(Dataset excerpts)
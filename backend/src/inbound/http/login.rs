//! Credential exchange endpoint.
//!
//! `POST /account/login` trades a username and password for a bearer token.
//! This is the one handler outside the generic dispatcher: it has no
//! resource behind it, and its request body never reaches the audit trail.

use actix_web::{web, HttpRequest, HttpResponse};
use serde_json::{json, Value};

use crate::audit;
use crate::domain::contract::MSG_FIELD_REQUIRED;
use crate::domain::error::MSG_ACCOUNT_DISABLED;
use crate::domain::{ApiError, FieldErrors};

use super::pipeline;
use super::state::AppState;

/// Mount path of the login handler.
pub const LOGIN_PATH: &str = "/account/login";

/// Validation message for an unknown login name.
pub const MSG_ACCOUNT_NOT_EXISTS: &str = "account does not exist";

/// Validation message for a failed password check.
pub const MSG_WRONG_PASSWORD: &str = "wrong password";

/// Handle any verb on the login path; only `POST` is served.
pub async fn handle(
    req: HttpRequest,
    state: web::Data<AppState>,
    payload: web::Bytes,
) -> HttpResponse {
    let ctx = pipeline::accept(&req, &state).await;
    // Never log credential payloads.
    audit::record_entry(&ctx, None);
    let result = login(&state, &ctx.method, &payload).await;
    pipeline::finish(&ctx, &state, result)
}

async fn login(state: &AppState, method: &str, payload: &[u8]) -> Result<Value, ApiError> {
    if method != "POST" {
        return Err(ApiError::MethodNotAllowed);
    }
    let body = pipeline::decode_body(payload)?;
    let mut errors = FieldErrors::new();
    let username = string_field(&body, "username", &mut errors);
    let password = string_field(&body, "password", &mut errors);
    let (Some(username), Some(password)) = (username, password) else {
        return Err(ApiError::Validation(errors));
    };

    // Every credential failure is a validation outcome, with the reason
    // pinned to the offending field.
    let account = state
        .accounts
        .find_by_username(&username)
        .await?
        .ok_or_else(|| ApiError::field_error("username", MSG_ACCOUNT_NOT_EXISTS))?;
    if !account.verify_password(&password) {
        return Err(ApiError::field_error("password", MSG_WRONG_PASSWORD));
    }
    if !account.is_enabled() {
        return Err(ApiError::Validation(FieldErrors::non_field(
            MSG_ACCOUNT_DISABLED,
        )));
    }
    let token = state.tokens.issue(&account)?;
    Ok(json!({ "token": token }))
}

fn string_field(body: &Value, name: &str, errors: &mut FieldErrors) -> Option<String> {
    match body.get(name).and_then(Value::as_str) {
        Some(value) if !value.is_empty() => Some(value.to_owned()),
        _ => {
            errors.push(name, MSG_FIELD_REQUIRED);
            None
        }
    }
}
//! Driven ports: interfaces the core expects its collaborators to satisfy.
//!
//! The data-access layer lives behind these traits. HTTP handler tests (and
//! the default wiring) substitute the in-memory adapters from
//! [`crate::outbound::memory`] instead of a database.

mod account_repository;
mod record_store;

pub use account_repository::AccountRepository;
pub use record_store::{RecordStore, StoreError};
//! Data-access port for generic dispatcher resources.

use async_trait::async_trait;
use thiserror::Error;

use crate::domain::error::ApiError;
use crate::domain::Record;

/// Failure inside a data-access collaborator.
///
/// The dispatcher treats these as unexpected faults: they surface as the
/// generic error code, never as business outcomes.
#[derive(Debug, Clone, PartialEq, Eq, Error)]
pub enum StoreError {
    /// The backing store failed or returned something unusable.
    #[error("data access failure: {0}")]
    Backend(String),
}

impl From<StoreError> for ApiError {
    fn from(value: StoreError) -> Self {
        ApiError::unhandled(value)
    }
}

/// Record collection a dispatcher endpoint operates on.
///
/// Implementations own ordering: `all` must return records in the order the
/// resource's list endpoint should present them. Identifier assignment on
/// insert is also the store's business.
#[async_trait]
pub trait RecordStore: Send + Sync {
    /// Every record, in presentation order.
    async fn all(&self) -> Result<Vec<Record>, StoreError>;
    /// One record by identifier; `None` is an ordinary outcome.
    async fn find(&self, id: &str) -> Result<Option<Record>, StoreError>;
    /// Persist a new record, assigning its identifier.
    async fn insert(&self, record: Record) -> Result<Record, StoreError>;
    /// Persist changes to an existing record.
    async fn save(&self, record: Record) -> Result<Record, StoreError>;
    /// Remove a record; removing a missing record is not an error.
    async fn delete(&self, id: &str) -> Result<(), StoreError>;
}
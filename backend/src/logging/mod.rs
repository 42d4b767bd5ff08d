//! Log pipeline assembly.
//!
//! Two rotating file sinks share one formatter: `YYYYMMDD.log` receives
//! everything the filter admits and `YYYYMMDD.error.log` receives errors
//! only. Debug deployments additionally mirror to stderr.

use std::io;
use std::path::Path;

use thiserror::Error;
use tracing_subscriber::filter::LevelFilter;
use tracing_subscriber::layer::SubscriberExt;
use tracing_subscriber::util::SubscriberInitExt;
use tracing_subscriber::{fmt, EnvFilter, Layer};

pub mod format;
pub mod rotate;

pub use format::LineFormat;
pub use rotate::RotatingFileWriter;

/// Failures while standing up the log pipeline.
#[derive(Debug, Error)]
pub enum LogInitError {
    /// The log directory could not be created.
    #[error("cannot prepare log directory: {0}")]
    Io(#[from] io::Error),
    /// The configured level filter did not parse.
    #[error("invalid log filter: {0}")]
    Filter(#[from] tracing_subscriber::filter::ParseError),
    /// A global subscriber was already installed.
    #[error(transparent)]
    Init(#[from] tracing_subscriber::util::TryInitError),
}

/// Install the global subscriber.
///
/// `filter` is an `EnvFilter` directive string such as `info` or
/// `info,backend=debug`.
pub fn init(dir: &Path, filter: &str, debug: bool) -> Result<(), LogInitError> {
    rotate::prepare_dir(dir)?;
    let all = fmt::layer()
        .event_format(LineFormat)
        .with_writer(RotatingFileWriter::new(dir, "log"));
    let errors = fmt::layer()
        .event_format(LineFormat)
        .with_writer(RotatingFileWriter::new(dir, "error.log"))
        .with_filter(LevelFilter::ERROR);
    let console = debug.then(|| {
        fmt::layer()
            .event_format(LineFormat)
            .with_writer(io::stderr)
    });
    tracing_subscriber::registry()
        .with(EnvFilter::try_new(filter)?)
        .with(all)
        .with(errors)
        .with(console)
        .try_init()?;
    Ok(())
}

| Task prompt |
When you reach the end of the data above, set it all down again unchanged.

| Answer section |
filename backend/src/inbound/http/login.rs
//! Credential exchange endpoint.
//!
//! `POST /account/login` trades a username and password for a bearer token.
//! This is the one handler outside the generic dispatcher: it has no
//! resource behind it, and its request body never reaches the audit trail.

use actix_web::{web, HttpRequest, HttpResponse};
use serde_json::{json, Value};

use crate::audit;
use crate::domain::contract::MSG_FIELD_REQUIRED;
use crate::domain::error::MSG_ACCOUNT_DISABLED;
use crate::domain::{ApiError, FieldErrors};

use super::pipeline;
use super::state::AppState;

/// Mount path of the login handler.
pub const LOGIN_PATH: &str = "/account/login";

/// Validation message for an unknown login name.
pub const MSG_ACCOUNT_NOT_EXISTS: &str = "account does not exist";

/// Validation message for a failed password check.
pub const MSG_WRONG_PASSWORD: &str = "wrong password";

/// Handle any verb on the login path; only `POST` is served.
pub async fn handle(
    req: HttpRequest,
    state: web::Data<AppState>,
    payload: web::Bytes,
) -> HttpResponse {
    let ctx = pipeline::accept(&req, &state).await;
    // Never log credential payloads.
    audit::record_entry(&ctx, None);
    let result = login(&state, &ctx.method, &payload).await;
    pipeline::finish(&ctx, &state, result)
}

async fn login(state: &AppState, method: &str, payload: &[u8]) -> Result<Value, ApiError> {
    if method != "POST" {
        return Err(ApiError::MethodNotAllowed);
    }
    let body = pipeline::decode_body(payload)?;
    let mut errors = FieldErrors::new();
    let username = string_field(&body, "username", &mut errors);
    let password = string_field(&body, "password", &mut errors);
    let (Some(username), Some(password)) = (username, password) else {
        return Err(ApiError::Validation(errors));
    };

    // Every credential failure is a validation outcome, with the reason
    // pinned to the offending field.
    let account = state
        .accounts
        .find_by_username(&username)
        .await?
        .ok_or_else(|| ApiError::field_error("username", MSG_ACCOUNT_NOT_EXISTS))?;
    if !account.verify_password(&password) {
        return Err(ApiError::field_error("password", MSG_WRONG_PASSWORD));
    }
    if !account.is_enabled() {
        return Err(ApiError::Validation(FieldErrors::non_field(
            MSG_ACCOUNT_DISABLED,
        )));
    }
    let token = state.tokens.issue(&account)?;
    Ok(json!({ "token": token }))
}

fn string_field(body: &Value, name: &str, errors: &mut FieldErrors) -> Option<String> {
    match body.get(name).and_then(Value::as_str) {
        Some(value) if !value.is_empty() => Some(value.to_owned()),
        _ => {
            errors.push(name, MSG_FIELD_REQUIRED);
            None
        }
    }
}
//! Driven ports: interfaces the core expects its collaborators to satisfy.
//!
//! The data-access layer lives behind these traits. HTTP handler tests (and
//! the default wiring) substitute the in-memory adapters from
//! [`crate::outbound::memory`] instead of a database.

mod account_repository;
mod record_store;

pub use account_repository::AccountRepository;
pub use record_store::{RecordStore, StoreError};
//! Data-access port for generic dispatcher resources.

use async_trait::async_trait;
use thiserror::Error;

use crate::domain::error::ApiError;
use crate::domain::Record;

/// Failure inside a data-access collaborator.
///
/// The dispatcher treats these as unexpected faults: they surface as the
/// generic error code, never as business outcomes.
#[derive(Debug, Clone, PartialEq, Eq, Error)]
pub enum StoreError {
    /// The backing store failed or returned something unusable.
    #[error("data access failure: {0}")]
    Backend(String),
}

impl From<StoreError> for ApiError {
    fn from(value: StoreError) -> Self {
        ApiError::unhandled(value)
    }
}

/// Record collection a dispatcher endpoint operates on.
///
/// Implementations own ordering: `all` must return records in the order the
/// resource's list endpoint should present them. Identifier assignment on
/// insert is also the store's business.
#[async_trait]
pub trait RecordStore: Send + Sync {
    /// Every record, in presentation order.
    async fn all(&self) -> Result<Vec<Record>, StoreError>;
    /// One record by identifier; `None` is an ordinary outcome.
    async fn find(&self, id: &str) -> Result<Option<Record>, StoreError>;
    /// Persist a new record, assigning its identifier.
    async fn insert(&self, record: Record) -> Result<Record, StoreError>;
    /// Persist changes to an existing record.
    async fn save(&self, record: Record) -> Result<Record, StoreError>;
    /// Remove a record; removing a missing record is not an error.
    async fn delete(&self, id: &str) -> Result<(), StoreError>;
}
filename backend/src/logging/mod.rs
repository 42d4b767bd5ff08d
//! Log pipeline assembly.
//!
//! Two rotating file sinks share one formatter: `YYYYMMDD.log` receives
//! everything the filter admits and `YYYYMMDD.error.log` receives errors
//! only. Debug deployments additionally mirror to stderr.

use std::io;
use std::path::Path;

use thiserror::Error;
use tracing_subscriber::filter::LevelFilter;
use tracing_subscriber::layer::SubscriberExt;
use tracing_subscriber::util::SubscriberInitExt;
use tracing_subscriber::{fmt, EnvFilter, Layer};

pub mod format;
pub mod rotate;

pub use format::LineFormat;
pub use rotate::RotatingFileWriter;

/// Failures while standing up the log pipeline.
#[derive(Debug, Error)]
pub enum LogInitError {
    /// The log directory could not be created.
    #[error("cannot prepare log directory: {0}")]
    Io(#[from] io::Error),
    /// The configured level filter did not parse.
    #[error("invalid log filter: {0}")]
    Filter(#[from] tracing_subscriber::filter::ParseError),
    /// A global subscriber was already installed.
    #[error(transparent)]
    Init(#[from] tracing_subscriber::util::TryInitError),
}

/// Install the global subscriber.
///
/// `filter` is an `EnvFilter` directive string such as `info` or
/// `info,backend=debug`.
pub fn init(dir: &Path, filter: &str, debug: bool) -> Result<(), LogInitError> {
    rotate::prepare_dir(dir)?;
    let all = fmt::layer()
        .event_format(LineFormat)
        .with_writer(RotatingFileWriter::new(dir, "log"));
    let errors = fmt::layer()
        .event_format(LineFormat)
        .with_writer(RotatingFileWriter::new(dir, "error.log"))
        .with_filter(LevelFilter::ERROR);
    let console = debug.then(|| {
        fmt::layer()
            .event_format(LineFormat)
            .with_writer(io::stderr)
    });
    tracing_subscriber::registry()
        .with(EnvFilter::try_new(filter)?)
        .with(all)
        .with(errors)
        .with(console)
        .try_init()?;
    Ok(())
}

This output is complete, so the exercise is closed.